Yeah, the aqueduct model would have to curl around itself, forming essentially an "O" (or maybe a backwards "C"), connecting that one river segment to itself.
 
Very informative guide. Amazing work.

What is the maximum amount of housing theoretically possible then?
 
What is the maximum amount of housing theoretically possible then?

That may be essentially unquantifiable, since you have to make too many wild assumptions about wonders, number of cities (vs. number of unique luxuries) and city locations, tile improvements (how many farms, fishing boats, etc.), and entertainment district locations and regional effects of zoos and stadiums, plus which Great persons and beliefs you get, and at what stage of the game (amenities from garrisons eventually obsoletes).
 
That may be essentially unquantifiable, since you have to make too many wild assumptions about wonders, number of cities (vs. number of unique luxuries) and city locations, tile improvements (how many farms, fishing boats, etc.), and entertainment district locations and regional effects of zoos and stadiums, plus which Great persons and beliefs you get, and at what stage of the game (amenities from garrisons eventually obsoletes).

Haha yes that looks indeed too complex. Let's have a leaderboard for the city with most housing :D
 
A city has access to Fresh Water if the city is founded on a tile that is adjacent to a river, lake or oasis. Settling next to a source of Fresh Water boosts the city's starting Housing by +3, from 2 to 5 Housing. This will allow the city to grow to at least 4 Citizens before experiencing any Housing-related growth limitations.
I think in the last sentence the 4 should be 2 instead.
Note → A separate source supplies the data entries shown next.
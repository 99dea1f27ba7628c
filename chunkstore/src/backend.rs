//! Byte-level storage behind the chunk store.

use std::collections::BTreeMap;
use std::fmt;
use std::path::Path;
use std::sync::Mutex;

use redb::{Database, Durability, ReadableTable, ReadableTableMetadata, TableDefinition};

use crate::error::{StoreError, StoreResult};

const TABLE: TableDefinition<&str, &[u8]> = TableDefinition::new("arrays");

/// Grouped key-value storage for encoded arrays.
///
/// Keys are `(group, name)` pairs; a group holds the blocks of one row of
/// chunks, or the chunks themselves.
pub trait ArrayBackend: Send + Sync {
    /// Store a value, replacing any previous one.
    fn put(&self, group: &str, name: &str, value: &[u8]) -> StoreResult<()>;

    /// Get a value.
    fn get(&self, group: &str, name: &str) -> StoreResult<Option<Vec<u8>>>;

    /// Names stored under `group`, sorted.
    fn names(&self, group: &str) -> StoreResult<Vec<String>>;

    /// Total number of stored values.
    fn len(&self) -> StoreResult<usize>;
}

impl fmt::Debug for dyn ArrayBackend {
    fn fmt(&self, f: &mut fmt::Formatter<'_>) -> fmt::Result {
        write!(f, "ArrayBackend {{ ... }}")
    }
}

fn key(group: &str, name: &str) -> String {
    format!("{group}/{name}")
}

/// In-memory backend.
#[derive(Default)]
pub struct MemoryBackend {
    data: Mutex<BTreeMap<String, Vec<u8>>>,
}

impl MemoryBackend {
    pub fn new() -> Self {
        Self::default()
    }
}

impl ArrayBackend for MemoryBackend {
    fn put(&self, group: &str, name: &str, value: &[u8]) -> StoreResult<()> {
        let mut data = self.data.lock().map_err(StoreError::storage)?;
        data.insert(key(group, name), value.to_vec());
        Ok(())
    }

    fn get(&self, group: &str, name: &str) -> StoreResult<Option<Vec<u8>>> {
        let data = self.data.lock().map_err(StoreError::storage)?;
        Ok(data.get(&key(group, name)).cloned())
    }

    fn names(&self, group: &str) -> StoreResult<Vec<String>> {
        let data = self.data.lock().map_err(StoreError::storage)?;
        let prefix = key(group, "");
        Ok(data
            .keys()
            .filter_map(|k| k.strip_prefix(&prefix))
            .map(str::to_string)
            .collect())
    }

    fn len(&self) -> StoreResult<usize> {
        Ok(self.data.lock().map_err(StoreError::storage)?.len())
    }
}

/// Backend persisted in a single redb file.
///
/// Writes skip fsync: the file is scratch space that never outlives the
/// process.
pub struct RedbBackend {
    db: Database,
}

impl RedbBackend {
    /// Create the database file at `path`. The parent directory must exist.
    pub fn create<P: AsRef<Path>>(path: P) -> StoreResult<Self> {
        let db = Database::create(path).map_err(StoreError::storage)?;

        let tx = db.begin_write().map_err(StoreError::storage)?;
        {
            let _ = tx.open_table(TABLE).map_err(StoreError::storage)?;
        }
        tx.commit().map_err(StoreError::storage)?;

        Ok(Self { db })
    }
}

impl ArrayBackend for RedbBackend {
    fn put(&self, group: &str, name: &str, value: &[u8]) -> StoreResult<()> {
        let k = key(group, name);
        let mut tx = self.db.begin_write().map_err(StoreError::storage)?;
        tx.set_durability(Durability::None);
        {
            let mut table = tx.open_table(TABLE).map_err(StoreError::storage)?;
            table
                .insert(k.as_str(), value)
                .map_err(StoreError::storage)?;
        }
        tx.commit().map_err(StoreError::storage)
    }

    fn get(&self, group: &str, name: &str) -> StoreResult<Option<Vec<u8>>> {
        let tx = self.db.begin_read().map_err(StoreError::storage)?;
        let table = tx.open_table(TABLE).map_err(StoreError::storage)?;
        let k = key(group, name);
        let value = table.get(k.as_str()).map_err(StoreError::storage)?;
        Ok(value.map(|v| v.value().to_vec()))
    }

    fn names(&self, group: &str) -> StoreResult<Vec<String>> {
        let tx = self.db.begin_read().map_err(StoreError::storage)?;
        let table = tx.open_table(TABLE).map_err(StoreError::storage)?;
        let prefix = key(group, "");

        let mut names = Vec::new();
        for item in table.iter().map_err(StoreError::storage)? {
            let (k, _) = item.map_err(StoreError::storage)?;
            if let Some(name) = k.value().strip_prefix(prefix.as_str()) {
                names.push(name.to_string());
            }
        }
        names.sort();
        Ok(names)
    }

    fn len(&self) -> StoreResult<usize> {
        let tx = self.db.begin_read().map_err(StoreError::storage)?;
        let table = tx.open_table(TABLE).map_err(StoreError::storage)?;
        let n = table.len().map_err(StoreError::storage)?;
        Ok(n as usize)
    }
}

#[cfg(test)]
mod tests {
    use super::*;
    use tempfile::tempdir;

    fn exercise(backend: &dyn ArrayBackend) {
        backend.put("gmat_0", "sub_mat_1", b"b01").unwrap();
        backend.put("gmat_0", "sub_mat_0", b"b00").unwrap();
        backend.put("gmat_1", "sub_mat_0", b"b10").unwrap();
        backend.put("chunks", "0", b"c0").unwrap();
        backend.put("chunks", "1", b"c1").unwrap();

        assert_eq!(backend.get("gmat_0", "sub_mat_1").unwrap(), Some(b"b01".to_vec()));
        assert_eq!(backend.get("gmat_2", "sub_mat_0").unwrap(), None);
        assert_eq!(backend.names("gmat_0").unwrap(), vec!["sub_mat_0", "sub_mat_1"]);
        assert_eq!(backend.names("chunks").unwrap(), vec!["0", "1"]);
        assert_eq!(backend.len().unwrap(), 5);

        backend.put("gmat_0", "sub_mat_0", b"new").unwrap();
        assert_eq!(backend.get("gmat_0", "sub_mat_0").unwrap(), Some(b"new".to_vec()));
        assert_eq!(backend.len().unwrap(), 5);
    }

    #[test]
    fn memory_backend() {
        exercise(&MemoryBackend::new());
    }

    #[test]
    fn redb_backend() {
        let dir = tempdir().unwrap();
        let backend = RedbBackend::create(dir.path().join("store.redb")).unwrap();
        exercise(&backend);
    }

    #[test]
    fn group_prefix_does_not_leak() {
        let backend = MemoryBackend::new();
        backend.put("gmat_1", "a", b"x").unwrap();
        backend.put("gmat_10", "b", b"y").unwrap();
        assert_eq!(backend.names("gmat_1").unwrap(), vec!["a"]);
    }
}
use thiserror::Error;

/// Errors that can occur in chunk store operations.
#[derive(Error, Debug)]
pub enum StoreError {
    #[error("chunkstore: io error: {0}")]
    Io(#[from] std::io::Error),

    #[error("chunkstore: storage error: {0}")]
    Storage(String),

    #[error("chunkstore: serialization error: {0}")]
    Serialization(String),

    #[error("chunkstore: not found: {0}")]
    NotFound(String),

    #[error("chunkstore: shape mismatch: expected {expected} rows, got {got}")]
    ShapeMismatch { expected: usize, got: usize },

    #[error("chunkstore: store is closed")]
    Closed,
}

/// Result type for chunk store operations.
pub type StoreResult<T> = Result<T, StoreError>;

impl StoreError {
    pub(crate) fn storage(e: impl std::fmt::Display) -> Self {
        StoreError::Storage(e.to_string())
    }

    pub(crate) fn serialization(e: impl std::fmt::Display) -> Self {
        StoreError::Serialization(e.to_string())
    }
}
I will reply more if I found anything noteworthy as I haven't read through all of the contents.
But I can already say: Good job and thank you!
 
Very informative guide. Amazing work.

What is the maximum amount of housing theoretically possible then?
238
216-36 neighborhoods (best possible tiles...GP+Eiffel can get all tiles to breathtaking)
10-Great Persons
2-Monarchy
5-city center buildings
5-fresh water
 
238
216-36 neighborhoods (best possible tiles...GP+Eiffel can get all tiles to breathtaking)
10-Great Persons
2-Monarchy
5-city center buildings
5-fresh water

You just made me realise you can build more than one neighborhood per city. I don't know why I thought I could only build just one (I was treating it like another district)!

I was ecstatic to have my city reach 18 pop. You give me a new target to reach :)

Edit: I just re-read the guide and it's right there in the very beginning of the discussion on Neighbourhoods. I don't understand how I was blocking that out the whole time!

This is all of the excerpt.